130. Nature de la cession. – La cession des parts et actions était traditionnellement un contrat civil, relevant de la compétence du juge civil, exception faite du cas particulier de la cession de contrôle qui était et reste un contrat commercial (infra, nº 143).
La nouvelle rédaction de l’article L. 721-3-2º du Code de commerce, due indirectement à la loi NRE du 15 mai 2001, et selon laquelle le tribunal de commerce est compétent pour connaître des contestations relatives à une société commerciale, a conduit la Cour de cassation à juger que le tribunal de commerce est compétent pour statuer sur tout litige né à l’occasion d’une cession quelconque de droits sociaux d’une société commerciale 338. Mais cette compétence du juge consulaire ne change rien à la nature de la cession ordinaire qui n’est pas une cession de contrôle et qui conserve sa nature civile 339 : la preuve reste civile, la solidarité n’existe pas, sauf clause contraire.

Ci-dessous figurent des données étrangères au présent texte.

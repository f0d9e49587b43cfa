// SPDX-License-Identifier: PMPL-1.0-or-later
// Copyright (c) 2026 Jonathan D.A. Jewell (hyperpolymath) <jonathan.jewell@open.ac.uk>
//
// Ausweis — capture sources.
//
// The verifier core never talks to devices. Everything that produces a raw
// image (uploaded files, a webcam, a phone camera) sits behind `FrameSource`.

pub mod files;
pub mod stub;
pub mod traits;

pub use files::ImageFileSource;
pub use traits::FrameSource;

/// The camera for the current platform.
///
/// No native camera bridge exists yet, so every platform gets the stub,
/// which reports `PlatformUnavailable`.
pub fn platform_camera() -> Box<dyn FrameSource> {
    Box::new(stub::StubCamera)
}
// SPDX-License-Identifier: PMPL-1.0-or-later
// Copyright (c) 2026 Jonathan D.A. Jewell (hyperpolymath) <jonathan.jewell@open.ac.uk>
//
// Property-based tests for verification and scan history.

use std::sync::Arc;

use ausweis_core::config::HistoryRetention;
use ausweis_core::error::{AusweisError, Result};
use ausweis_core::types::{AuthorityRecord, DocumentNumber, ScanEntry, VerificationResult};
use ausweis_registry::{AuthorityStore, InMemoryStore, RecordVerifier, ScanHistory};
use chrono::{DateTime, Duration, Utc};
use proptest::prelude::*;

/// A store that cannot answer. Only reachable when a candidate is present.
struct OfflineStore;

impl AuthorityStore for OfflineStore {
    fn lookup(&self, _number: &DocumentNumber) -> Result<Option<Arc<AuthorityRecord>>> {
        Err(AusweisError::StoreUnavailable("connection refused".into()))
    }
}

/// Any representable instant.
fn any_instant() -> impl Strategy<Value = DateTime<Utc>> {
    instant_up_to(DateTime::<Utc>::MAX_UTC.timestamp())
}

/// Instants whose grace deadline is still representable.
fn instant_with_headroom() -> impl Strategy<Value = DateTime<Utc>> {
    instant_up_to(DateTime::<Utc>::MAX_UTC.timestamp() - Duration::days(8).num_seconds())
}

fn instant_up_to(max_secs: i64) -> impl Strategy<Value = DateTime<Utc>> {
    (DateTime::<Utc>::MIN_UTC.timestamp()..=max_secs, 0u32..1_000_000_000).prop_map(
        |(secs, nanos)| DateTime::from_timestamp(secs, nanos).expect("in-range timestamp"),
    )
}

/// Bundled numbers (valid and expired) mixed with arbitrary ones.
fn candidate() -> impl Strategy<Value = DocumentNumber> {
    prop_oneof![
        Just("34501-4814449-1".to_string()),
        Just("35201-1234567-8".to_string()),
        Just("34501-4814449-3".to_string()),
        prop::string::string_regex("[0-9]{5}-[0-9]{7}-[0-9]")
            .expect("Failed to create document number regex strategy"),
    ]
    .prop_map(|s| DocumentNumber::parse(&s).expect("strategy yields well-formed numbers"))
}

fn entries(n: usize) -> Vec<ScanEntry> {
    let start = DateTime::from_timestamp(1_735_718_400, 0).expect("valid start");
    (0..n)
        .map(|i| {
            let number = DocumentNumber::parse(&format!("{:05}-0000000-0", i % 100_000)).ok();
            ScanEntry::new(number, start + Duration::minutes(i as i64))
        })
        .collect()
}

proptest! {
    /// No candidate means extraction failed, at any instant, without a lookup.
    #[test]
    fn prop_missing_candidate_is_extraction_failed(now in any_instant()) {
        let verifier = RecordVerifier::new(OfflineStore);
        prop_assert_eq!(verifier.verify(None, now).unwrap(), VerificationResult::ExtractionFailed);
    }

    /// Every grace outcome ends exactly 168 hours after the attempt, and a
    /// valid record never carries a deadline.
    #[test]
    fn prop_grace_deadline_is_168_hours(now in instant_with_headroom(), number in candidate()) {
        let verifier = RecordVerifier::new(InMemoryStore::sample().unwrap());
        let result = verifier.verify(Some(&number), now).unwrap();
        match &result {
            VerificationResult::Verified { .. } => prop_assert_eq!(result.grace_deadline(), None),
            VerificationResult::ExpiredWithGrace { grace_deadline, .. }
            | VerificationResult::UnknownWithGrace { grace_deadline } => {
                prop_assert_eq!(*grace_deadline - now, Duration::hours(168));
            }
            VerificationResult::ExtractionFailed => prop_assert!(false, "candidate was present"),
        }
    }

    /// Near the end of time the deadline saturates instead of failing.
    #[test]
    fn prop_deadline_never_precedes_attempt(now in any_instant(), number in candidate()) {
        let verifier = RecordVerifier::new(InMemoryStore::sample().unwrap());
        let result = verifier.verify(Some(&number), now).unwrap();
        if let Some(deadline) = result.grace_deadline() {
            prop_assert!(deadline >= now);
        }
    }

    /// `recent(k)` is the last `min(k, n)` entries, newest first.
    #[test]
    fn prop_recent_is_newest_first(n in 0usize..64, k in 0usize..80) {
        let all = entries(n);
        let history = ScanHistory::unbounded();
        for entry in all.clone() {
            history.record(entry);
        }
        let expected: Vec<_> = all.iter().rev().take(k).cloned().collect();
        let recent = history.recent(k);
        prop_assert_eq!(recent.as_slice(), expected.as_slice());
    }

    /// A capped history keeps only the newest `cap` entries.
    #[test]
    fn prop_capped_history_keeps_newest(cap in 1usize..16, n in 0usize..64) {
        let all = entries(n);
        let history = ScanHistory::new(HistoryRetention::Capped(cap));
        for entry in all.clone() {
            history.record(entry);
        }
        prop_assert_eq!(history.len(), n.min(cap));
        let expected: Vec<_> = all.iter().rev().take(cap).cloned().collect();
        let recent = history.recent(usize::MAX);
        prop_assert_eq!(recent.as_slice(), expected.as_slice());
    }
}
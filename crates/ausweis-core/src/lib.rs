// SPDX-License-Identifier: PMPL-1.0-or-later
// Copyright (c) 2026 Jonathan D.A. Jewell (hyperpolymath) <jonathan.jewell@open.ac.uk>
//
// Ausweis — Core types and error definitions shared across all crates.

pub mod config;
pub mod error;
pub mod human_errors;
pub mod types;

pub use config::{AppConfig, HistoryRetention, MAX_SCALE_FACTOR};
pub use error::AusweisError;
pub use types::*;
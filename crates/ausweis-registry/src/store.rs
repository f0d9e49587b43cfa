// SPDX-License-Identifier: PMPL-1.0-or-later
// Copyright (c) 2026 Jonathan D.A. Jewell (hyperpolymath) <jonathan.jewell@open.ac.uk>
//
// Authority store abstraction and the in-memory implementation.

use std::collections::{BTreeMap, HashMap};
use std::path::Path;
use std::sync::Arc;

use ausweis_core::error::{AusweisError, Result};
use ausweis_core::types::{AuthorityRecord, DocumentNumber};
use tracing::{debug, info, instrument};

/// Records shipped with the binary, used when no store is configured.
const SAMPLE_RECORDS: &str = include_str!("../data/sample_records.json");

/// Source of truth mapping document numbers to holder records.
///
/// Lookups are exact string matches on an already-validated number.
/// Implementations must allow concurrent read-only lookups; a store that
/// cannot answer reports [`AusweisError::StoreUnavailable`].
pub trait AuthorityStore: Send + Sync {
    fn lookup(&self, number: &DocumentNumber) -> Result<Option<Arc<AuthorityRecord>>>;
}

impl<S: AuthorityStore + ?Sized> AuthorityStore for Box<S> {
    fn lookup(&self, number: &DocumentNumber) -> Result<Option<Arc<AuthorityRecord>>> {
        (**self).lookup(number)
    }
}

impl<S: AuthorityStore + ?Sized> AuthorityStore for Arc<S> {
    fn lookup(&self, number: &DocumentNumber) -> Result<Option<Arc<AuthorityRecord>>> {
        (**self).lookup(number)
    }
}

/// Fixed in-memory mapping. Records are loaded once and shared by `Arc`.
#[derive(Debug, Clone, Default)]
pub struct InMemoryStore {
    records: HashMap<DocumentNumber, Arc<AuthorityRecord>>,
}

impl InMemoryStore {
    pub fn new() -> Self {
        Self::default()
    }

    /// The bundled sample records.
    pub fn sample() -> Result<Self> {
        Self::from_json_str(SAMPLE_RECORDS)
    }

    /// Add a record, builder style. A later insert for the same number wins.
    pub fn with_record(mut self, number: DocumentNumber, record: AuthorityRecord) -> Self {
        self.records.insert(number, Arc::new(record));
        self
    }

    /// Parse a JSON object mapping document numbers to records:
    ///
    /// ```json
    /// { "34501-4814449-1": { "holder_name": "Samar Abbas", "status": "Valid", "expiry_date": "2027-05-30" } }
    /// ```
    pub fn from_json_str(json: &str) -> Result<Self> {
        let raw: BTreeMap<String, AuthorityRecord> = serde_json::from_str(json)?;
        let mut records = HashMap::with_capacity(raw.len());
        for (key, record) in raw {
            let number = DocumentNumber::parse(&key)?;
            records.insert(number, Arc::new(record));
        }
        debug!(record_count = records.len(), "Authority records parsed");
        Ok(Self { records })
    }

    /// Load a JSON records file (see [`from_json_str`](Self::from_json_str)).
    #[instrument(skip_all, fields(path = %path.as_ref().display()))]
    pub fn from_json_file(path: impl AsRef<Path>) -> Result<Self> {
        let data = std::fs::read_to_string(path.as_ref())?;
        let store = Self::from_json_str(&data)?;
        info!(record_count = store.len(), "Authority records loaded");
        Ok(store)
    }

    pub fn len(&self) -> usize {
        self.records.len()
    }

    pub fn is_empty(&self) -> bool {
        self.records.is_empty()
    }
}

impl AuthorityStore for InMemoryStore {
    fn lookup(&self, number: &DocumentNumber) -> Result<Option<Arc<AuthorityRecord>>> {
        Ok(self.records.get(number).cloned())
    }
}
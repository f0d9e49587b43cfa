// SPDX-License-Identifier: PMPL-1.0-or-later
// Copyright (c) 2026 Jonathan D.A. Jewell (hyperpolymath) <jonathan.jewell@open.ac.uk>
//
// ausweis-registry — the record-keeping side of the verifier.
//
// Authority stores answer "who holds this document number and is their
// licence valid"; the verifier turns that answer (or its absence) into a
// verification result with a grace deadline; the scan history keeps the
// per-session log of attempts.

pub mod history;
pub mod sqlite;
pub mod store;
pub mod verifier;

pub use history::{RecentScans, ScanHistory};
pub use sqlite::SqliteStore;
pub use store::{AuthorityStore, InMemoryStore};
pub use verifier::RecordVerifier;
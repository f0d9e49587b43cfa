// SPDX-License-Identifier: PMPL-1.0-or-later
// Copyright (c) 2026 Jonathan D.A. Jewell (hyperpolymath) <jonathan.jewell@open.ac.uk>
//
// Ausweis — driving licence verification from CNIC photos
//
// Entry point. Initialises logging, loads configuration, opens the authority
// store and runs one verification session per invocation.

mod cli;
mod render;
mod services;

use std::io::{self, Write};
use std::path::Path;
use std::process::ExitCode;

use anyhow::Context;
use ausweis_bridge::{FrameSource, ImageFileSource, platform_camera};
use ausweis_core::config::AppConfig;
use ausweis_core::error::AusweisError;
use ausweis_core::human_errors::humanize_error;
use ausweis_document::image::normalizer::save as save_image;
use ausweis_document::{ImageNormalizer, PatternExtractor};
use chrono::{DateTime, Utc};
use clap::Parser;
use serde_json::json;

use cli::{Cli, Commands};
use services::data_dir;
use services::recognizer::load_recognizer;
use services::session::{Attempt, VerificationSession};
use services::store::open_store;

fn main() -> ExitCode {
    tracing_subscriber::fmt()
        .with_writer(io::stderr)
        .with_env_filter(
            tracing_subscriber::EnvFilter::try_from_default_env()
                .unwrap_or_else(|_| tracing_subscriber::EnvFilter::new("info")),
        )
        .init();

    let cli = Cli::parse();
    match run(cli) {
        Ok(code) => code,
        Err(err) => {
            tracing::error!(error = %format!("{err:#}"), "ausweis failed");
            // Show the operator-facing message when the cause is one of ours.
            if let Some(cause) = err.chain().find_map(|e| e.downcast_ref::<AusweisError>()) {
                let human = humanize_error(cause);
                eprintln!("{}", human.message);
                eprintln!("   {}", human.suggestion);
            }
            eprintln!("error: {err:#}");
            ExitCode::FAILURE
        }
    }
}

fn run(cli: Cli) -> anyhow::Result<ExitCode> {
    let Cli {
        config: config_path,
        store,
        json,
        at,
        command,
    } = cli;

    let mut config = load_config(config_path.as_deref())?;
    if store.is_some() {
        config.store_path = store;
    }
    let clock = Clock(at);

    match command {
        Commands::Check { numbers } => {
            let session = open_session(&config)?;
            let mut out = io::stdout().lock();
            let mut ok = true;
            for number in &numbers {
                let outcome = session.check_number(number, clock.now());
                ok &= report(&mut out, json, "manual entry", outcome)?;
            }
            finish(&mut out, json, &session, config.display_limit)?;
            Ok(exit_code(ok))
        }
        Commands::Scan {
            images,
            camera,
            models,
        } => {
            let model_dir = models.or_else(|| config.model_dir.clone());
            let recognizer =
                load_recognizer(model_dir.as_deref()).context("loading the OCR engine")?;
            let extractor = PatternExtractor::new(recognizer);
            let session = open_session(&config)?;

            let mut source: Box<dyn FrameSource> = if camera {
                platform_camera()
            } else {
                Box::new(ImageFileSource::new(images))
            };

            let mut out = io::stdout().lock();
            let mut ok = true;
            loop {
                let frame = match source.capture_frame() {
                    Ok(Some(frame)) => frame,
                    Ok(None) => break,
                    Err(err) => {
                        ok = false;
                        report_failure(&mut out, json, &source.describe(), &err)?;
                        // A broken camera keeps failing; a bad file does not stop the batch.
                        if camera {
                            break;
                        }
                        continue;
                    }
                };
                let label = source.describe();
                let outcome = session.scan_image(&extractor, &frame, &label, clock.now());
                ok &= report(&mut out, json, &label, outcome)?;
            }
            finish(&mut out, json, &session, config.display_limit)?;
            Ok(exit_code(ok))
        }
        Commands::Normalize {
            image,
            output,
            scale,
        } => {
            let normalizer = ImageNormalizer::new(scale.unwrap_or(config.scale_factor));
            let binary = normalizer
                .normalize_file(&image)
                .with_context(|| format!("normalizing {}", image.display()))?;
            save_image(&binary, &output)
                .with_context(|| format!("writing {}", output.display()))?;

            let mut out = io::stdout().lock();
            if json {
                let value = json!({
                    "input": image.display().to_string(),
                    "output": output.display().to_string(),
                    "width": binary.width(),
                    "height": binary.height(),
                });
                serde_json::to_writer(&mut out, &value)?;
                writeln!(out)?;
            } else {
                writeln!(
                    out,
                    "wrote {} ({}x{})",
                    output.display(),
                    binary.width(),
                    binary.height()
                )?;
            }
            Ok(ExitCode::SUCCESS)
        }
    }
}

/// The verification clock: a fixed `--at` instant, or the wall clock.
#[derive(Clone, Copy)]
struct Clock(Option<DateTime<Utc>>);

impl Clock {
    fn now(self) -> DateTime<Utc> {
        self.0.unwrap_or_else(Utc::now)
    }
}

/// An explicit `--config` must exist; the default location is optional.
fn load_config(explicit: Option<&Path>) -> anyhow::Result<AppConfig> {
    if let Some(path) = explicit {
        return AppConfig::load(path)
            .with_context(|| format!("loading config {}", path.display()));
    }
    let default_path = data_dir::config_path();
    if default_path.exists() {
        tracing::info!(path = %default_path.display(), "Loading config");
        return AppConfig::load(&default_path)
            .with_context(|| format!("loading config {}", default_path.display()));
    }
    Ok(AppConfig::default())
}

fn open_session(config: &AppConfig) -> anyhow::Result<VerificationSession> {
    let store = open_store(config.store_path.as_deref()).context("opening the authority store")?;
    Ok(VerificationSession::new(config, store))
}

/// Print one attempt. Returns `false` when the attempt failed.
fn report(
    out: &mut impl Write,
    json: bool,
    source: &str,
    outcome: ausweis_core::error::Result<Attempt>,
) -> anyhow::Result<bool> {
    match outcome {
        Ok(attempt) => {
            if json {
                render::attempt_json(out, &attempt)?;
            } else {
                render::attempt(out, &attempt)?;
            }
            Ok(true)
        }
        Err(err) => {
            report_failure(out, json, source, &err)?;
            Ok(false)
        }
    }
}

fn report_failure(
    out: &mut impl Write,
    json: bool,
    source: &str,
    err: &AusweisError,
) -> anyhow::Result<()> {
    tracing::warn!(source, error = %err, "Attempt failed");
    let human = humanize_error(err);
    if json {
        render::failure_json(out, source, &human)?;
    } else {
        render::failure(&mut io::stderr(), source, &human)?;
    }
    Ok(())
}

fn finish(
    out: &mut impl Write,
    json: bool,
    session: &VerificationSession,
    display_limit: usize,
) -> anyhow::Result<()> {
    let recent = session.recent(display_limit);
    if json {
        render::history_json(out, &recent)?;
    } else {
        render::history(out, &recent)?;
    }
    tracing::info!(
        session = %session.id(),
        attempts = session.history().len(),
        "Verification session finished"
    );
    Ok(())
}

fn exit_code(ok: bool) -> ExitCode {
    if ok {
        ExitCode::SUCCESS
    } else {
        ExitCode::FAILURE
    }
}
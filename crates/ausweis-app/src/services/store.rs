// SPDX-License-Identifier: PMPL-1.0-or-later
// Copyright (c) 2026 Jonathan D.A. Jewell (hyperpolymath) <jonathan.jewell@open.ac.uk>
//
// Authority store selection.

use std::path::Path;

use ausweis_core::error::{AusweisError, Result};
use ausweis_registry::{AuthorityStore, InMemoryStore, SqliteStore};
use tracing::info;

/// Open the store configured at `path`, picked by file extension:
/// `.json` loads into memory, `.db` / `.sqlite` / `.sqlite3` open SQLite.
/// No path means the bundled sample records.
pub fn open_store(path: Option<&Path>) -> Result<Box<dyn AuthorityStore>> {
    let Some(path) = path else {
        info!("Using bundled sample records");
        return Ok(Box::new(InMemoryStore::sample()?));
    };

    // Opening SQLite creates missing files; an empty store would turn every
    // lookup into "unknown".
    if !path.exists() {
        return Err(AusweisError::Config(format!(
            "authority store {} does not exist",
            path.display()
        )));
    }

    let extension = path
        .extension()
        .and_then(|ext| ext.to_str())
        .map(str::to_ascii_lowercase)
        .unwrap_or_default();

    match extension.as_str() {
        "json" => Ok(Box::new(InMemoryStore::from_json_file(path)?)),
        "db" | "sqlite" | "sqlite3" => Ok(Box::new(SqliteStore::open(path)?)),
        other => Err(AusweisError::Config(format!(
            "unsupported authority store type {other:?} for {}; use .json, .db or .sqlite",
            path.display()
        ))),
    }
}
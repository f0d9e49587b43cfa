// SPDX-License-Identifier: PMPL-1.0-or-later
// Copyright (c) 2026 Jonathan D.A. Jewell (hyperpolymath) <jonathan.jewell@open.ac.uk>
//
// OCR normalization — turn a colour photo of an identity card into a
// high-contrast binary image. Operates on in-memory images using the `image`
// and `imageproc` crates.

use std::path::Path;

use ausweis_core::config::MAX_SCALE_FACTOR;
use ausweis_core::error::AusweisError;
use image::imageops::FilterType;
use image::{DynamicImage, GrayImage, ImageFormat};
use imageproc::contrast::{ThresholdType, otsu_level, threshold};
use imageproc::filter::gaussian_blur_f32;
use tracing::{debug, info, instrument, warn};

/// Upscale factor applied before binarization.
pub const DEFAULT_SCALE_FACTOR: f32 = 1.5;

/// Sigma of a 3x3 Gaussian kernel when the sigma is derived from the
/// kernel size (`0.3 * ((3 - 1) * 0.5 - 1) + 0.8`).
const SMOOTHING_SIGMA: f32 = 0.8;

/// Upper bound on the upscaled image, in pixels (32 MP, 32 MiB as luma).
pub const MAX_OUTPUT_PIXELS: u64 = 32 * 1024 * 1024;

/// Fixed preprocessing recipe for OCR input:
///
/// 1. Upscale by `scale_factor` (bilinear) so small glyphs gain pixels
/// 2. Convert to single-channel luminance
/// 3. 3x3 Gaussian smoothing to suppress sensor noise
/// 4. Global Otsu binarization (text black, background white)
///
/// Normalization never fails: degenerate input still produces an image, and
/// the extractor downstream decides whether anything was readable.
#[derive(Debug, Clone, Copy)]
pub struct ImageNormalizer {
    scale_factor: f32,
}

impl Default for ImageNormalizer {
    fn default() -> Self {
        Self {
            scale_factor: DEFAULT_SCALE_FACTOR,
        }
    }
}

impl ImageNormalizer {
    /// Create a normalizer with a custom upscale factor.
    ///
    /// Non-finite or non-positive factors fall back to [`DEFAULT_SCALE_FACTOR`];
    /// factors above [`MAX_SCALE_FACTOR`] are clamped to it.
    pub fn new(scale_factor: f32) -> Self {
        if !scale_factor.is_finite() || scale_factor <= 0.0 {
            warn!(scale_factor, "Invalid scale factor; using default");
            return Self::default();
        }
        if scale_factor > MAX_SCALE_FACTOR {
            warn!(scale_factor, max = MAX_SCALE_FACTOR, "Scale factor too large; clamping");
            return Self {
                scale_factor: MAX_SCALE_FACTOR,
            };
        }
        Self { scale_factor }
    }

    pub fn scale_factor(&self) -> f32 {
        self.scale_factor
    }

    /// Run the full normalization pipeline on a decoded image.
    #[instrument(skip_all, fields(width = image.width(), height = image.height()))]
    pub fn normalize(&self, image: &DynamicImage) -> GrayImage {
        let (width, height) = (image.width(), image.height());
        if width == 0 || height == 0 {
            warn!("Empty image; nothing to normalize");
            return GrayImage::new(width, height);
        }

        let (target_w, target_h) = self.scaled_dimensions(width, height);
        info!(target_w, target_h, "Normalizing image for OCR");

        // Step 1: Upscale.
        let upscaled = image.resize_exact(target_w, target_h, FilterType::Triangle);

        // Step 2: Luminance.
        let gray = upscaled.to_luma8();

        // Step 3: Smoothing.
        let smoothed = gaussian_blur_f32(&gray, SMOOTHING_SIGMA);

        // Step 4: Otsu binarization.
        binarize(&smoothed)
    }

    /// Decode encoded bytes (JPEG, PNG, ...) and normalize them.
    #[instrument(skip(self, data), fields(data_len = data.len()))]
    pub fn normalize_bytes(&self, data: &[u8]) -> Result<GrayImage, AusweisError> {
        let image = image::load_from_memory(data).map_err(|err| {
            AusweisError::MalformedInput(format!("failed to decode image: {}", err))
        })?;
        Ok(self.normalize(&image))
    }

    /// Open an image file and normalize it.
    #[instrument(skip_all, fields(path = %path.as_ref().display()))]
    pub fn normalize_file(&self, path: impl AsRef<Path>) -> Result<GrayImage, AusweisError> {
        let image = image::open(path.as_ref()).map_err(|err| {
            AusweisError::MalformedInput(format!(
                "failed to open {}: {}",
                path.as_ref().display(),
                err
            ))
        })?;
        Ok(self.normalize(&image))
    }

    /// Target size for the upscale step, shrunk uniformly when it would
    /// exceed [`MAX_OUTPUT_PIXELS`].
    fn scaled_dimensions(&self, width: u32, height: u32) -> (u32, u32) {
        let mut scale = f64::from(self.scale_factor);
        let area = f64::from(width) * f64::from(height) * scale * scale;
        let capped = area > MAX_OUTPUT_PIXELS as f64;
        if capped {
            scale *= (MAX_OUTPUT_PIXELS as f64 / area).sqrt();
            warn!(width, height, scale, "Upscaled image too large; reducing scale");
        }

        let side = |len: u32| {
            let scaled = f64::from(len) * scale;
            let scaled = if capped { scaled.floor() } else { scaled.round() };
            (scaled as u32).max(1)
        };
        (side(width), side(height))
    }
}

/// Encode a normalized image as PNG bytes.
pub fn encode_png(image: &GrayImage) -> Result<Vec<u8>, AusweisError> {
    let mut buffer = Vec::new();
    let mut cursor = std::io::Cursor::new(&mut buffer);
    image.write_to(&mut cursor, ImageFormat::Png).map_err(|err| {
        AusweisError::ImageError(format!("PNG encoding failed: {}", err))
    })?;
    Ok(buffer)
}

/// Write a normalized image to disk. The format is inferred from the extension.
pub fn save(image: &GrayImage, path: impl AsRef<Path>) -> Result<(), AusweisError> {
    image.save(path.as_ref()).map_err(|err| {
        AusweisError::ImageError(format!(
            "failed to save image to {}: {}",
            path.as_ref().display(),
            err
        ))
    })
}

/// Global Otsu binarization: pixels strictly above the Otsu level become
/// white, the rest black.
fn binarize(gray: &GrayImage) -> GrayImage {
    let level = otsu_level(gray);
    debug!(level, "Otsu level computed");
    threshold(gray, level, ThresholdType::Binary)
}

L’article L. 721-3 du Code de commerce use désormais de la même formule qui donne compétence aux tribunaux de commerce pour décider que les parties peuvent faire appel à une clause compromissoire pour « les contestations relatives aux sociétés commerciales » : une cession civile n’interdit donc plus de prévoir le recours à un arbitrage par une clause compromissoire 340.